*** Begin section ***
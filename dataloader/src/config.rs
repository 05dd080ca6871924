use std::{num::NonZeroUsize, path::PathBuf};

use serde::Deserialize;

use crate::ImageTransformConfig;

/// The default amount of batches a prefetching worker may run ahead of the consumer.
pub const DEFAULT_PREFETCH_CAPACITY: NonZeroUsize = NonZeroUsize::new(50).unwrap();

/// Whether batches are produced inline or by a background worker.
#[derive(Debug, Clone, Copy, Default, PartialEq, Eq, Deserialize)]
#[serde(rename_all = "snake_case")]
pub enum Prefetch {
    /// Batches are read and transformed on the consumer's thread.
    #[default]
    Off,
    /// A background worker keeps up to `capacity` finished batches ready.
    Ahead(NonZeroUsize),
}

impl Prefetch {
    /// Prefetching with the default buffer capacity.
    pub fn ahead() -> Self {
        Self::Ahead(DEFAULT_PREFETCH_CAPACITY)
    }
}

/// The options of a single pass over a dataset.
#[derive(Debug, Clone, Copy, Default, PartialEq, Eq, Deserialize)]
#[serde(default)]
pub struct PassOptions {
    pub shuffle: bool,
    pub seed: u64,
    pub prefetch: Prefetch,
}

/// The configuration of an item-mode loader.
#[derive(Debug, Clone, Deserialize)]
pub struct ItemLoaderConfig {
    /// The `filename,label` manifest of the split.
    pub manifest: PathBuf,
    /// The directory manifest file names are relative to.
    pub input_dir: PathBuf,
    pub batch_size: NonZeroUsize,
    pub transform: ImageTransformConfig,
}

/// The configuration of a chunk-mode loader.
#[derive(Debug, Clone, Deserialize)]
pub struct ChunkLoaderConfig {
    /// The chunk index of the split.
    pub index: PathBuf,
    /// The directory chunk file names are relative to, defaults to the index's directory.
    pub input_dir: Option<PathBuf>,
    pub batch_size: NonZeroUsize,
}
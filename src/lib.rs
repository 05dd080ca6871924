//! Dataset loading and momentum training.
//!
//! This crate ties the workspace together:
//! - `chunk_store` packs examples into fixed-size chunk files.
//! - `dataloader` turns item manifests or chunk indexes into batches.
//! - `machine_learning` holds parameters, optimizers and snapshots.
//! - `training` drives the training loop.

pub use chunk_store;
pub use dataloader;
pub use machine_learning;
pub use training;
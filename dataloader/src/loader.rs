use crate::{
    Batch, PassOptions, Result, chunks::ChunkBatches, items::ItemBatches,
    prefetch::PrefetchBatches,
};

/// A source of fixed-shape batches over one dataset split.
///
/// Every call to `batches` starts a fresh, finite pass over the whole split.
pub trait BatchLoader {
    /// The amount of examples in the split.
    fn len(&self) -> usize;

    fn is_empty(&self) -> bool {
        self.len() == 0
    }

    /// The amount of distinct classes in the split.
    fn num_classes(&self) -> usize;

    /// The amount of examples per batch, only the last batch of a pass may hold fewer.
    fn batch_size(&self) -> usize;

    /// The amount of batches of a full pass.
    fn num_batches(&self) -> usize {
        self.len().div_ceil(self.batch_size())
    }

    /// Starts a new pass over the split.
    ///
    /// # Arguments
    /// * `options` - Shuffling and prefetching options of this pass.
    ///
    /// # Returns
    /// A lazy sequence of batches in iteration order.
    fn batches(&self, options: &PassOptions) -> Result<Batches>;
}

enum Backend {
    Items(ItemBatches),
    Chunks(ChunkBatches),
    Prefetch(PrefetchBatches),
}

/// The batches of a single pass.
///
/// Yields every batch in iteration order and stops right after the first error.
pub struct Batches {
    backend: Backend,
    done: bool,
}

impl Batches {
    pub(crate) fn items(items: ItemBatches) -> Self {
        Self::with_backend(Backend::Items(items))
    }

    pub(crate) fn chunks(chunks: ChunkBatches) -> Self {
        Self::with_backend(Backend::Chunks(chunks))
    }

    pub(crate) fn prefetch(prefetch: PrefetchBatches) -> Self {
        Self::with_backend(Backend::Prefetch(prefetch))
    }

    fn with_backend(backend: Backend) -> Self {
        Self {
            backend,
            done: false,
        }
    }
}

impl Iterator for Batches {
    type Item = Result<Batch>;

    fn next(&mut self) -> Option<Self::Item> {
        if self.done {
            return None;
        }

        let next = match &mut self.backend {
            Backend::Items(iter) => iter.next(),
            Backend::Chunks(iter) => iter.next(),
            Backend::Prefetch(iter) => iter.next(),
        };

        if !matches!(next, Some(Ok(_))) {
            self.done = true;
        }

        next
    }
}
*** End section ***
*** Begin section ***
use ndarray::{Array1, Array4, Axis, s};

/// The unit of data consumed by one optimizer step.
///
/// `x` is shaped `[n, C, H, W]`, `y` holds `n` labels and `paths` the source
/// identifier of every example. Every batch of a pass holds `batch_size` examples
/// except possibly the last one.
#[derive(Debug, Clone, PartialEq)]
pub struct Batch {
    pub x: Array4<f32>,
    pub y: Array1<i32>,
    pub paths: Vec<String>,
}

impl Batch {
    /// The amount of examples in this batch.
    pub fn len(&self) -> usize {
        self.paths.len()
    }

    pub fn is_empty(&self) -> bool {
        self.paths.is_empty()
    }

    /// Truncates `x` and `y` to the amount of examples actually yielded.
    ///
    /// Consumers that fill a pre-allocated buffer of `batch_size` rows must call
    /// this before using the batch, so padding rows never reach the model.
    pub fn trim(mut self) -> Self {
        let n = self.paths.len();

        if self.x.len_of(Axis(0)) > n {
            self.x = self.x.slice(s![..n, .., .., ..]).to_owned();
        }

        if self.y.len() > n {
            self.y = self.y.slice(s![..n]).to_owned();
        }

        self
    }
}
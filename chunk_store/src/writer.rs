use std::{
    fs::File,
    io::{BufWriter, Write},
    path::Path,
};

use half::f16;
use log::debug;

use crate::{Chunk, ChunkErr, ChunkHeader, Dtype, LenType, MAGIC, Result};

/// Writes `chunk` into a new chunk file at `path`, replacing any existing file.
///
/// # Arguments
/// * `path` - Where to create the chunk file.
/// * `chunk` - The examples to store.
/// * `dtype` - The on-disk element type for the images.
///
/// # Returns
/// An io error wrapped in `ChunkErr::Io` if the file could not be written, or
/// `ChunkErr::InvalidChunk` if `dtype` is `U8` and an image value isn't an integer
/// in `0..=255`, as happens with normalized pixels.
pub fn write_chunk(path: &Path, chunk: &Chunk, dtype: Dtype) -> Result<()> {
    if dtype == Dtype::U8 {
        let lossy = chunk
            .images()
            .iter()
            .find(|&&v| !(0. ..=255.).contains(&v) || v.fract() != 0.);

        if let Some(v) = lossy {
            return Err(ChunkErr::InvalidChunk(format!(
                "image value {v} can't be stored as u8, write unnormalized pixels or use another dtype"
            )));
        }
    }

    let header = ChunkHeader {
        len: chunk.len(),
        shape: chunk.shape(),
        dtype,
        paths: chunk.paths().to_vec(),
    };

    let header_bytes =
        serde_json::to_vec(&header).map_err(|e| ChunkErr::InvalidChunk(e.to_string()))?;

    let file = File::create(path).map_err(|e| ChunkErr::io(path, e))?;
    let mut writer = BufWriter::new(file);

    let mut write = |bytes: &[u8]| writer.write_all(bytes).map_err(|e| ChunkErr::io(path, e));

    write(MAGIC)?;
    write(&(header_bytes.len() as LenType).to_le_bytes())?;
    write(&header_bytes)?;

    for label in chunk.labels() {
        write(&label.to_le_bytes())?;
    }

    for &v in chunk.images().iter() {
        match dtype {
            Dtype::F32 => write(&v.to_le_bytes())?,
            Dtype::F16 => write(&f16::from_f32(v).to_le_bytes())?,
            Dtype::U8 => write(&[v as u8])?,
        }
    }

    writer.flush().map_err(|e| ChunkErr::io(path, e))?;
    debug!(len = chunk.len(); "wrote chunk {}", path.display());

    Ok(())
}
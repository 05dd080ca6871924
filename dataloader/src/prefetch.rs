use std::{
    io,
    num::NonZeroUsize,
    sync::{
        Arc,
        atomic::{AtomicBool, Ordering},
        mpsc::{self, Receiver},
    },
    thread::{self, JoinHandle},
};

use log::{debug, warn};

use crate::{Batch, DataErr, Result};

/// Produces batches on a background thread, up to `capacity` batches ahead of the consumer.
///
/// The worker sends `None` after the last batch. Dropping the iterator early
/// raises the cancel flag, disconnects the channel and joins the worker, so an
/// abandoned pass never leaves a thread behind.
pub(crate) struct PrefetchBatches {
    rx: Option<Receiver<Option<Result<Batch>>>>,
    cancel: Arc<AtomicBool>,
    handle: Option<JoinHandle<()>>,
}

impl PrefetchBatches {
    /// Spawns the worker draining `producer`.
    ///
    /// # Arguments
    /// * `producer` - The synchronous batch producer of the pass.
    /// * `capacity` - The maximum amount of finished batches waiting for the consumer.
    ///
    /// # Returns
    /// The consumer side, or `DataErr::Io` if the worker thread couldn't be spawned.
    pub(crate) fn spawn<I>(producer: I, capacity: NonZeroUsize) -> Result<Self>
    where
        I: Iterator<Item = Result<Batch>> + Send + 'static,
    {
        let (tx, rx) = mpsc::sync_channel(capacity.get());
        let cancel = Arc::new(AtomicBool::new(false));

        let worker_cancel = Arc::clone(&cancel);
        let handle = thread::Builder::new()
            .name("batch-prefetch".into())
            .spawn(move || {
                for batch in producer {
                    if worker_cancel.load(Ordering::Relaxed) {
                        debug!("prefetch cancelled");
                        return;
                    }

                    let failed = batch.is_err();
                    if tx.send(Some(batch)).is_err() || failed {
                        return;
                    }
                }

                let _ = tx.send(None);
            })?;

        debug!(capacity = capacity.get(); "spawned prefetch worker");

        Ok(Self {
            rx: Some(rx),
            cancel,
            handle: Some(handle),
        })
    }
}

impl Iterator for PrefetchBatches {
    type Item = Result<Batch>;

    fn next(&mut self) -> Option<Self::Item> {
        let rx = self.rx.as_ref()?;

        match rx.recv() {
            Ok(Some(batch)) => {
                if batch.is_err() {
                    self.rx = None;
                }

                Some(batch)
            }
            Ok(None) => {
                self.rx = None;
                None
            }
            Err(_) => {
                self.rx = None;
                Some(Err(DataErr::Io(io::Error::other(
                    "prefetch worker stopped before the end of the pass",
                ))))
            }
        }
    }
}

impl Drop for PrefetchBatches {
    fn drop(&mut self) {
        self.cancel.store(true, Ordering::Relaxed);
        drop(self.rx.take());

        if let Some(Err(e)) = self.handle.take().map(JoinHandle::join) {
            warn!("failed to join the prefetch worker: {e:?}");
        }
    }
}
*** End section ***
*** Begin section ***
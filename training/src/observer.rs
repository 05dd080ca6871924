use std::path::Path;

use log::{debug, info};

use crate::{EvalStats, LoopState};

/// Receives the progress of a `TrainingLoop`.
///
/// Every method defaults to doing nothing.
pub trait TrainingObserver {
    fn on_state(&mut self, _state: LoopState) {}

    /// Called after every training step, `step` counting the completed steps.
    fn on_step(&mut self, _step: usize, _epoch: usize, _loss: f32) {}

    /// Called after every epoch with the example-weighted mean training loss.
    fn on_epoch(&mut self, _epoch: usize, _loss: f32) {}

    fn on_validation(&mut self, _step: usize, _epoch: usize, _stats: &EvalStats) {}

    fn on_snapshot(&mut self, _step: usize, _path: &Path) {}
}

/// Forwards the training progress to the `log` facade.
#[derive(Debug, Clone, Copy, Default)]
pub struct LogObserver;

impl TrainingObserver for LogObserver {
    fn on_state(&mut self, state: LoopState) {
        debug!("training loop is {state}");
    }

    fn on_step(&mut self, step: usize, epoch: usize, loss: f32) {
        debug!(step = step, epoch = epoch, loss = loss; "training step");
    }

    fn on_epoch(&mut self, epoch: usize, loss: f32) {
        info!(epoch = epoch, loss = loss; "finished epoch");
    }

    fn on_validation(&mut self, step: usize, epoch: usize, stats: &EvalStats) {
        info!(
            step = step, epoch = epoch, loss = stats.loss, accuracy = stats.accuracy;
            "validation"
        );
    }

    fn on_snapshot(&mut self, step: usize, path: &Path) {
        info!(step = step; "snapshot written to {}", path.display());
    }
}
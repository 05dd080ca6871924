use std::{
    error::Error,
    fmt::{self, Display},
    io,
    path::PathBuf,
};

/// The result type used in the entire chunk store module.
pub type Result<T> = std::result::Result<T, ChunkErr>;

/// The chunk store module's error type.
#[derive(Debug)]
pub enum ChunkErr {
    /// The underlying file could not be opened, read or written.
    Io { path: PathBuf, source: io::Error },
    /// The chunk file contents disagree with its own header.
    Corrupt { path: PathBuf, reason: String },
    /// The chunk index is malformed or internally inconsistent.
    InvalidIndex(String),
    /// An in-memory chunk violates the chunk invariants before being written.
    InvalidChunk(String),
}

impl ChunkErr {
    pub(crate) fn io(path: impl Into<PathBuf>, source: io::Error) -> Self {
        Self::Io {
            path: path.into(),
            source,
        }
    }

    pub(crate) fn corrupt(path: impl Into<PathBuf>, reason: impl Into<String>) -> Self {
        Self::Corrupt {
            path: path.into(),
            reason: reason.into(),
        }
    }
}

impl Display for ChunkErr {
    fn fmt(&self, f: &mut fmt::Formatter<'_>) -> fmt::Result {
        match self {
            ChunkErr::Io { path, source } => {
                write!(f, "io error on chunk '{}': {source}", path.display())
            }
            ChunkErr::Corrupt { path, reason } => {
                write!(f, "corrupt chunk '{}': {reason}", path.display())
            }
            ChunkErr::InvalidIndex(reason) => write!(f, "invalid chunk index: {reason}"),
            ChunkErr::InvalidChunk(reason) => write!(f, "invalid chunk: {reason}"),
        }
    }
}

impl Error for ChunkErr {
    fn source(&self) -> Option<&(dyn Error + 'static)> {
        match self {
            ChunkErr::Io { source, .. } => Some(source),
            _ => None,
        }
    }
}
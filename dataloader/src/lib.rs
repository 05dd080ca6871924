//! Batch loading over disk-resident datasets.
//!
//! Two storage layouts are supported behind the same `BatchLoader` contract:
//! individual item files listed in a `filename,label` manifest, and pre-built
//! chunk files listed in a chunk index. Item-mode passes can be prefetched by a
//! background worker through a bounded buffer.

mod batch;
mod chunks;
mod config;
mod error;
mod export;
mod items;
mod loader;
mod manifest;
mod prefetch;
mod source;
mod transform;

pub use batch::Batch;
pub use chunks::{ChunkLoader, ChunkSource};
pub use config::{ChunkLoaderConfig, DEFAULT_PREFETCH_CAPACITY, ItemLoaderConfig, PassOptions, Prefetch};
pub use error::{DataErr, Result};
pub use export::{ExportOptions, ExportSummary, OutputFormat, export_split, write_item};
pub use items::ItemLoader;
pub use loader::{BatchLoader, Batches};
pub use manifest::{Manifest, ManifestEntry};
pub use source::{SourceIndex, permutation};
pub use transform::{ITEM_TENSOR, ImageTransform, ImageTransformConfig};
*** End section ***
▶ Problem to solve
Look above for the line with "pub fn ahead()"; retype exactly that line, every line after it up to the line with "pub struct ItemLoaderConfig", and that line too, nothing else.

▶ Expected answer
    pub fn ahead() -> Self {
        Self::Ahead(DEFAULT_PREFETCH_CAPACITY)
    }
}

/// The options of a single pass over a dataset.
#[derive(Debug, Clone, Copy, Default, PartialEq, Eq, Deserialize)]
#[serde(default)]
pub struct PassOptions {
    pub shuffle: bool,
    pub seed: u64,
    pub prefetch: Prefetch,
}

/// The configuration of an item-mode loader.
#[derive(Debug, Clone, Deserialize)]
pub struct ItemLoaderConfig {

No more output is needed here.